Stored data
++++++++++++++++++++
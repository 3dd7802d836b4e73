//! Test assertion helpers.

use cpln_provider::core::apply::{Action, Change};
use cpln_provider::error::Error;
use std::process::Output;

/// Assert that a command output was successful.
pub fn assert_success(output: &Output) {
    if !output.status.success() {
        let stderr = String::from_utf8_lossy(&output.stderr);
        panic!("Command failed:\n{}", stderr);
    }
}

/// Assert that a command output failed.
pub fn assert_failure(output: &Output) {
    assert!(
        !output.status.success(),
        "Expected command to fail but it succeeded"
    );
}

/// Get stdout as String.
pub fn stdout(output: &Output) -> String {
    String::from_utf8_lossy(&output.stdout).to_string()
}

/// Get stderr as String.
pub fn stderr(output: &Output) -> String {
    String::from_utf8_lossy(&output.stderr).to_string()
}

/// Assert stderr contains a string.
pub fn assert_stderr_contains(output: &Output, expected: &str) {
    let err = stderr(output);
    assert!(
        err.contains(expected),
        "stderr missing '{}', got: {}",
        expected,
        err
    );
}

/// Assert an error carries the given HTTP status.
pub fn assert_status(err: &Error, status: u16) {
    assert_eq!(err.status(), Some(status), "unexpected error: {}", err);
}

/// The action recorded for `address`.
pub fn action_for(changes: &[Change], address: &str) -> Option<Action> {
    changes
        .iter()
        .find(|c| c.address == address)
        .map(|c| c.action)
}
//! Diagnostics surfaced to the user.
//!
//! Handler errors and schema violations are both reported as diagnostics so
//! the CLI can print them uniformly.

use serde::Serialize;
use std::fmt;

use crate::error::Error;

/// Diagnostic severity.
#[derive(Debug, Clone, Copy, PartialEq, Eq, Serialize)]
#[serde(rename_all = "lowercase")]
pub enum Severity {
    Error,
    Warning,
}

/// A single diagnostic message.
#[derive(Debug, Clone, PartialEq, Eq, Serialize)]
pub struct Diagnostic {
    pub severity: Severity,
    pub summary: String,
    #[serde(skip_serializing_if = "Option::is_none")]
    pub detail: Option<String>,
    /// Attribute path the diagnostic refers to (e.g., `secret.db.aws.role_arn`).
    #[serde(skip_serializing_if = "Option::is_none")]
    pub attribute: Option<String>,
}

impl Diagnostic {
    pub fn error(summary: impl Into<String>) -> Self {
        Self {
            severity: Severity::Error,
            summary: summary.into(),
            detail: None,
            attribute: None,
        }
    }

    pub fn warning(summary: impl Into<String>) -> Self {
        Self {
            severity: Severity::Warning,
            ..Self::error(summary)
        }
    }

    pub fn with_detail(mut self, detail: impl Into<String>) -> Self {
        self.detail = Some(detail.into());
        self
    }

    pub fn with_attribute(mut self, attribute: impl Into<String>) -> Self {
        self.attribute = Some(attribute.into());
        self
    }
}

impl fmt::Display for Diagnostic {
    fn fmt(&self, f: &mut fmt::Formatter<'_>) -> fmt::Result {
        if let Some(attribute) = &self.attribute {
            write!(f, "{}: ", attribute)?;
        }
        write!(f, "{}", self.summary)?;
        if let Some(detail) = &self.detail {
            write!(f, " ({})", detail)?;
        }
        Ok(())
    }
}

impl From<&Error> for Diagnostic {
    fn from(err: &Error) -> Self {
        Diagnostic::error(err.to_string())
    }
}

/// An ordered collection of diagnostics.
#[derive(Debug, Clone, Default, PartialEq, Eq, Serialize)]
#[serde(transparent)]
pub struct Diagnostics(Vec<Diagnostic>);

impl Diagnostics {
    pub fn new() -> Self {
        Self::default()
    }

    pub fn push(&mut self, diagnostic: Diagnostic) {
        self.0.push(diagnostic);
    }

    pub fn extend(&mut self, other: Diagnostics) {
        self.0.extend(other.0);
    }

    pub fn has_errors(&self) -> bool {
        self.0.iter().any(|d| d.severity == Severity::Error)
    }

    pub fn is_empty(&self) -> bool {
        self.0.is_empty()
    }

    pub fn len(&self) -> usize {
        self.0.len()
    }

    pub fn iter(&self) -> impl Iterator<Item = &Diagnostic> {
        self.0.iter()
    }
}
++++++++++++++++++++
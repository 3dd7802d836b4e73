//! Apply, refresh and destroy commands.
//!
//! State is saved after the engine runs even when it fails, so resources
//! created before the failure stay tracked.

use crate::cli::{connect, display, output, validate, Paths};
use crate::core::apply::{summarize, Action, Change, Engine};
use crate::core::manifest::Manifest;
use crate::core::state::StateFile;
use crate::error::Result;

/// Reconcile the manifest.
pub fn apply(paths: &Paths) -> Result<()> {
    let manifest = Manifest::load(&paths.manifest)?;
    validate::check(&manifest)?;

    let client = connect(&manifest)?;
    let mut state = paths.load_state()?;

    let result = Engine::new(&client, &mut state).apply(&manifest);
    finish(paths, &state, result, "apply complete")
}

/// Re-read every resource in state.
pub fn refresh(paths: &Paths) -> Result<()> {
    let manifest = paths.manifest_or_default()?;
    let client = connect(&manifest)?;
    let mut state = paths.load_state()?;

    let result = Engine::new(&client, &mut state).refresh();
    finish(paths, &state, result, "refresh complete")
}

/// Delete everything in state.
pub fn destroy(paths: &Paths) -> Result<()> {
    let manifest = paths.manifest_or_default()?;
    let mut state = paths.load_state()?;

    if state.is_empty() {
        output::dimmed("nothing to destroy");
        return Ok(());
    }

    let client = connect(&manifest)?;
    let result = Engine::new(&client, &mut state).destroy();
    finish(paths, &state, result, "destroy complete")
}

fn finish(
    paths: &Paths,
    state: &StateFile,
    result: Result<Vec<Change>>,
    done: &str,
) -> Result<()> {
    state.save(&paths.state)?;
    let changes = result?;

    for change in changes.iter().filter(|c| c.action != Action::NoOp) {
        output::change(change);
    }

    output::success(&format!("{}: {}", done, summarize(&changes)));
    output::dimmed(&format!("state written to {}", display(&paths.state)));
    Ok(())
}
++++++++++++++++++++
Find every line above that contains the word "Serialize", and return each one.

use serde::Serialize;
#[derive(Debug, Clone, Copy, PartialEq, Eq, Serialize)]
#[derive(Debug, Clone, PartialEq, Eq, Serialize)]
#[derive(Debug, Clone, Default, PartialEq, Eq, Serialize)]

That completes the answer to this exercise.